The second round of the FIA World Rally Championship concluded today in Sweden. This is also the first edition of Rally Sweden based out of Umeå in Northern Sweden. The event moved north to ensure that the rally would consistently have snow conditions every year going forward.
This WRC round was the first opportunity for the championship’s full-time field to make an impact in the title fight as Sébastien Loeb and Sébastien Ogier, Rallye Monte Carlo’s winner and runner-up respectively, did not enter the Swedish event. Toyota’s 21-year-old Kalle Rovanperä made the most of the chance and won the rally by 22 seconds.
The rally had a hectic start as there were five different stage winners over the seven stages on the opening day of the three-day rally. After Friday, Hyundai’s Thierry Neuville lead the field. Saturday would be a different story as Rovanperä took the lead and never looked back.

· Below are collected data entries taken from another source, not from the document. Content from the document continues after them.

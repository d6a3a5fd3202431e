//! Tolerant field deserializers for legacy data-file rows.
//!
//! Rows written by different generations of the data scripts disagree on the
//! JSON type of the same field: booleans arrive as `true`, `"true"` or `1`,
//! priorities as `7`, `"7"` or `"Hög"`. The helpers here are meant for
//! `#[serde(default, deserialize_with = "...")]` on `Option` fields and never
//! fail on an unexpected value; they return `None` and let the normalizer apply
//! its defaults instead.

use serde::{Deserialize, Deserializer};
use serde_json::Value;

use crate::core::domain::Priority;

/// A priority as found in a raw row.
#[derive(Debug, Clone, Copy, PartialEq, Eq)]
pub enum RawPriority {
    /// Numeric level, already clamped into `0..=10`.
    Level(Priority),
    /// Legacy "high" label (`Akut`, `Hög`, `high`). Resolved through the
    /// configured legacy priority.
    High,
    /// Legacy "normal" label (`Normal`, `Låg`, `low`). Resolves to 0.
    Normal,
}

impl RawPriority {
    fn from_label(label: &str) -> Option<Self> {
        let trimmed = label.trim();
        if trimmed.is_empty() {
            return None;
        }
        if let Ok(level) = trimmed.parse::<f64>() {
            return Some(RawPriority::Level(Priority::from_f64(level)));
        }
        match trimmed.to_lowercase().as_str() {
            "akut" | "hög" | "hog" | "high" | "urgent" => Some(RawPriority::High),
            "normal" | "låg" | "lag" | "low" => Some(RawPriority::Normal),
            _ => None,
        }
    }

    /// Numeric level with `High` mapped to `high_level`.
    pub fn resolve(self, high_level: Priority) -> Priority {
        match self {
            RawPriority::Level(p) => p,
            RawPriority::High => high_level,
            RawPriority::Normal => Priority::NONE,
        }
    }
}

/// Accepts `true`/`false`, numbers (0 is false) and the strings
/// `true`/`false`/`yes`/`no`/`1`/`0`. Anything else reads as missing.
pub fn opt_bool<'de, D>(deserializer: D) -> Result<Option<bool>, D::Error>
where
    D: Deserializer<'de>,
{
    let value = Value::deserialize(deserializer)?;
    Ok(bool_from_value(&value))
}

pub(crate) fn bool_from_value(value: &Value) -> Option<bool> {
    match value {
        Value::Bool(b) => Some(*b),
        Value::Number(n) => n.as_f64().map(|f| f != 0.0),
        Value::String(s) => match s.trim().to_lowercase().as_str() {
            "true" | "yes" | "1" => Some(true),
            "false" | "no" | "0" => Some(false),
            _ => None,
        },
        _ => None,
    }
}

/// Accepts numbers, numeric strings and the legacy priority labels.
pub fn opt_priority<'de, D>(deserializer: D) -> Result<Option<RawPriority>, D::Error>
where
    D: Deserializer<'de>,
{
    let value = Value::deserialize(deserializer)?;
    Ok(match value {
        Value::Number(n) => n.as_f64().map(|f| RawPriority::Level(Priority::from_f64(f))),
        Value::String(s) => RawPriority::from_label(&s),
        _ => None,
    })
}

/// Accepts strings and numbers; blank strings read as missing.
pub fn opt_string<'de, D>(deserializer: D) -> Result<Option<String>, D::Error>
where
    D: Deserializer<'de>,
{
    let value = Value::deserialize(deserializer)?;
    Ok(match value {
        Value::String(s) if !s.trim().is_empty() => Some(s),
        Value::Number(n) => Some(n.to_string()),
        _ => None,
    })
}

/// Accepts an array of strings or a single comma-separated string.
///
/// Non-string array entries are skipped. `null` reads as missing, so the
/// normalizer can still derive the list from task notes.
pub fn opt_string_list<'de, D>(deserializer: D) -> Result<Option<Vec<String>>, D::Error>
where
    D: Deserializer<'de>,
{
    let value = Value::deserialize(deserializer)?;
    Ok(match value {
        Value::Array(items) => Some(
            items
                .into_iter()
                .filter_map(|item| match item {
                    Value::String(s) => Some(s.trim().to_string()),
                    _ => None,
                })
                .filter(|s| !s.is_empty())
                .collect(),
        ),
        Value::String(s) => Some(split_list(&s)),
        _ => None,
    })
}

/// Splits on commas, trims and drops empty entries.
pub fn split_list(text: &str) -> Vec<String> {
    text.split(',')
        .map(str::trim)
        .filter(|s| !s.is_empty())
        .map(str::to_string)
        .collect()
}
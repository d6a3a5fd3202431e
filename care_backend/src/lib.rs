//! Care planner backend: visit attribute normalization and visit filtering
//! for home-care scheduling data.
//!
//! Data files are parsed into raw rows ([`parsing`]), normalized into canonical
//! visits ([`preprocessing`]), collected into an immutable
//! [`ScheduleSnapshot`](core::ScheduleSnapshot) ([`io`]) and filtered by a
//! [`FilterConfig`](transformations::FilterConfig) ([`transformations`]).

pub mod config;
pub mod core;
pub mod io;
pub mod parsing;
pub mod preprocessing;
pub mod transformations;
//! In-place normalization of a set of data files.
//!
//! Every file is handled independently: a missing file is skipped, a file that
//! fails to read, parse or write is reported and the batch moves on. The batch
//! itself only fails when none of its files could be read.

use anyhow::{Context, Result};
use std::fmt;
use std::path::{Path, PathBuf};

use crate::config::PlannerConfig;
use crate::io::checksum::calculate_checksum;
use crate::preprocessing::pipeline::{NormalizePipeline, NormalizeResult};

#[derive(Debug, thiserror::Error)]
pub enum BatchError {
    #[error("No file in the batch could be read ({skipped} skipped, {failed} failed)")]
    NothingProcessed { skipped: usize, failed: usize },
}

/// How one file ended up
#[derive(Debug, Clone, PartialEq, Eq)]
pub enum FileOutcome {
    /// Normalized content differed and was written.
    Updated,
    /// Normalized content was byte-identical to the file.
    Unchanged,
    /// The file does not exist.
    Skipped,
    Failed(String),
}

impl fmt::Display for FileOutcome {
    fn fmt(&self, f: &mut fmt::Formatter<'_>) -> fmt::Result {
        match self {
            FileOutcome::Updated => write!(f, "updated"),
            FileOutcome::Unchanged => write!(f, "unchanged"),
            FileOutcome::Skipped => write!(f, "skipped"),
            FileOutcome::Failed(reason) => write!(f, "failed: {}", reason),
        }
    }
}

#[derive(Debug, Clone)]
pub struct FileReport {
    pub path: PathBuf,
    pub outcome: FileOutcome,
    /// Whether the file content was read, even if later steps failed.
    pub read: bool,
    pub visits: usize,
    pub employees: usize,
}

impl FileReport {
    fn new(path: &Path) -> Self {
        Self {
            path: path.to_path_buf(),
            outcome: FileOutcome::Skipped,
            read: false,
            visits: 0,
            employees: 0,
        }
    }
}

/// Outcomes of a whole batch, in input order
#[derive(Debug, Clone, Default)]
pub struct BatchReport {
    pub files: Vec<FileReport>,
}

impl BatchReport {
    pub fn count(&self, outcome: &FileOutcome) -> usize {
        self.files.iter().filter(|f| &f.outcome == outcome).count()
    }

    pub fn failed(&self) -> usize {
        self.files
            .iter()
            .filter(|f| matches!(f.outcome, FileOutcome::Failed(_)))
            .count()
    }
}

/// Rewrites data files with canonical visit attributes
pub struct BatchNormalizer {
    pipeline: NormalizePipeline,
    dry_run: bool,
}

impl BatchNormalizer {
    pub fn new(config: &PlannerConfig) -> Result<Self> {
        Ok(Self::with_pipeline(NormalizePipeline::new(config)?))
    }

    pub fn with_pipeline(pipeline: NormalizePipeline) -> Self {
        Self {
            pipeline,
            dry_run: false,
        }
    }

    /// Report outcomes without writing anything.
    pub fn dry_run(mut self, dry_run: bool) -> Self {
        self.dry_run = dry_run;
        self
    }

    /// Normalize every file in `paths`.
    pub fn run<P: AsRef<Path>>(&self, paths: &[P]) -> Result<BatchReport, BatchError> {
        let report = BatchReport {
            files: paths.iter().map(|p| self.normalize_file(p.as_ref())).collect(),
        };

        log::info!(
            "Batch done: {} updated, {} unchanged, {} skipped, {} failed",
            report.count(&FileOutcome::Updated),
            report.count(&FileOutcome::Unchanged),
            report.count(&FileOutcome::Skipped),
            report.failed()
        );

        if !report.files.iter().any(|f| f.read) {
            return Err(BatchError::NothingProcessed {
                skipped: report.count(&FileOutcome::Skipped),
                failed: report.failed(),
            });
        }
        Ok(report)
    }

    /// Normalize one file in place. Never fails; problems end up in the outcome.
    pub fn normalize_file(&self, path: &Path) -> FileReport {
        let mut report = FileReport::new(path);

        if !path.exists() {
            log::warn!("Skipping {}: file not found", path.display());
            return report;
        }

        let content = match std::fs::read_to_string(path) {
            Ok(content) => content,
            Err(e) => {
                log::warn!("Failed to read {}: {}", path.display(), e);
                report.outcome = FileOutcome::Failed(e.to_string());
                return report;
            }
        };
        report.read = true;

        match self.rewrite(path, &content) {
            Ok((outcome, result)) => {
                report.visits = result.visits.len();
                report.employees = result.employees.len();
                match outcome {
                    FileOutcome::Unchanged => {
                        log::info!("{} already normalized", path.display())
                    }
                    _ => log::info!(
                        "Updated {} visits and {} employees in {}",
                        report.visits,
                        report.employees,
                        path.display()
                    ),
                }
                report.outcome = outcome;
            }
            Err(e) => {
                log::warn!("Failed to process {}: {:#}", path.display(), e);
                report.outcome = FileOutcome::Failed(format!("{:#}", e));
            }
        }

        report
    }

    fn rewrite(&self, path: &Path, content: &str) -> Result<(FileOutcome, NormalizeResult)> {
        let result = self.pipeline.process_json_str(content)?;
        let output = serde_json::to_string_pretty(&result.to_document())
            .context("Failed to serialize normalized dataset")?;

        if calculate_checksum(&output) == calculate_checksum(content) {
            return Ok((FileOutcome::Unchanged, result));
        }

        if !self.dry_run {
            std::fs::write(path, &output)
                .with_context(|| format!("Failed to write {}", path.display()))?;
        }
        Ok((FileOutcome::Updated, result))
    }
}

His Toyota teammate and nearest rival Elfyn Evans made a huge error on Saturday night’s final stage. At the final corner before the stage’s flying finish, Evans misjudged the corner and crashed over the snowbanks that line the route. He was unable to reverse back onto the stage so Evans continued on a parallel road and rejoined the stage route before stop control. He was given a ten-second penalty by the stewards. Evans started Sunday still second but was forced to retire after crashing on the day’s opening stage.
Hyundai’s Ott Tänak won the power stage at the rally’s end. Kalle Rovanperä finished the final stage second, but he won Rally Sweden. His father Harri Rovanperä’s lone WRC victory was also at Rally Sweden in 2001. Kalle was only four months old when his father won the event. Rovanperä now leads the World Rally Championship for Drivers by 14 points over Thierry Neuville.